Source records

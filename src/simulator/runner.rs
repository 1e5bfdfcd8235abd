//! Simulation runner driving `SimulationState` with the scripted pilot.

use super::config::SimConfig;
use super::pilot::should_jump;
use super::report::{RunStats, SimReport};
use crate::config::Tunables;
use crate::game::SimulationState;
use rand::{Rng, SeedableRng};
use rand_chacha::ChaCha8Rng;

/// Run every configured episode and return a report.
pub fn run_simulation(config: &SimConfig) -> SimReport {
    let tunables = config.difficulty.tunables();
    let mut all_runs = Vec::with_capacity(config.num_runs as usize);

    for run_idx in 0..config.num_runs {
        let mut rng = match config.seed {
            Some(seed) => ChaCha8Rng::seed_from_u64(seed.wrapping_add(run_idx as u64)),
            None => ChaCha8Rng::from_entropy(),
        };

        let stats = simulate_single_run(tunables, config.max_frames_per_run, &mut rng);
        if config.verbosity >= 2 {
            println!(
                "Run {}/{} - Score {}, Frames {}{}",
                run_idx + 1,
                config.num_runs,
                stats.score,
                stats.frames,
                if stats.crashed { "" } else { " (timed out)" }
            );
        }
        all_runs.push(stats);
    }

    let report = SimReport::from_runs(all_runs, tunables);
    if config.verbosity >= 1 {
        println!("{}", report.summary_line());
    }
    report
}

/// Play one episode until the crash or the frame limit.
pub fn simulate_single_run<R: Rng>(tunables: Tunables, max_frames: u64, rng: &mut R) -> RunStats {
    let mut state = SimulationState::with_tunables(tunables);
    let mut frames = 0;

    while !state.game_over && frames < max_frames {
        if should_jump(&state) {
            state.jump();
        }
        state.update(rng);
        frames += 1;
    }

    RunStats {
        score: state.score,
        frames,
        crashed: state.game_over,
    }
}

#[cfg(test)]
mod tests {
    use super::*;
    use crate::config::Difficulty;

    #[test]
    fn test_single_run_ends() {
        let mut rng = ChaCha8Rng::seed_from_u64(1);
        let stats = simulate_single_run(Difficulty::Standard.tunables(), 2_000, &mut rng);
        assert!(stats.frames > 0);
        assert!(stats.frames <= 2_000);
        assert!(stats.crashed || stats.frames == 2_000);
    }

    #[test]
    fn test_scores_are_even() {
        // Both halves of a pair share x, so they always score together
        let config = SimConfig::quick(5);
        let report = run_simulation(&config);
        assert!(report.runs.iter().all(|r| r.score % 2 == 0));
    }

    #[test]
    fn test_seeded_runs_are_reproducible() {
        let config = SimConfig::quick(99);
        let a = run_simulation(&config);
        let b = run_simulation(&config);
        assert_eq!(a.runs, b.runs);
    }

    #[test]
    fn test_frame_limit_times_out() {
        let mut rng = ChaCha8Rng::seed_from_u64(3);
        let stats = simulate_single_run(Difficulty::Standard.tunables(), 1, &mut rng);
        assert_eq!(stats.frames, 1);
        assert!(!stats.crashed);
    }

    #[test]
    fn test_report_echoes_tunables() {
        let config = SimConfig {
            difficulty: Difficulty::Easy,
            ..SimConfig::quick(2)
        };
        let report = run_simulation(&config);
        assert_eq!(report.num_runs, 10);
        assert_eq!(report.tunables, Difficulty::Easy.tunables());
    }
}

Task directions
All lines from the first line of the listing above through the line containing "use crate::config::Tunables;" are to be retyped exactly. Leave out any other line.

Task answer
filename src/simulator/runner.rs
repository 1e5bfdfcd8235abd
//! Simulation runner driving `SimulationState` with the scripted pilot.

use super::config::SimConfig;
use super::pilot::should_jump;
use super::report::{RunStats, SimReport};
use crate::config::Tunables;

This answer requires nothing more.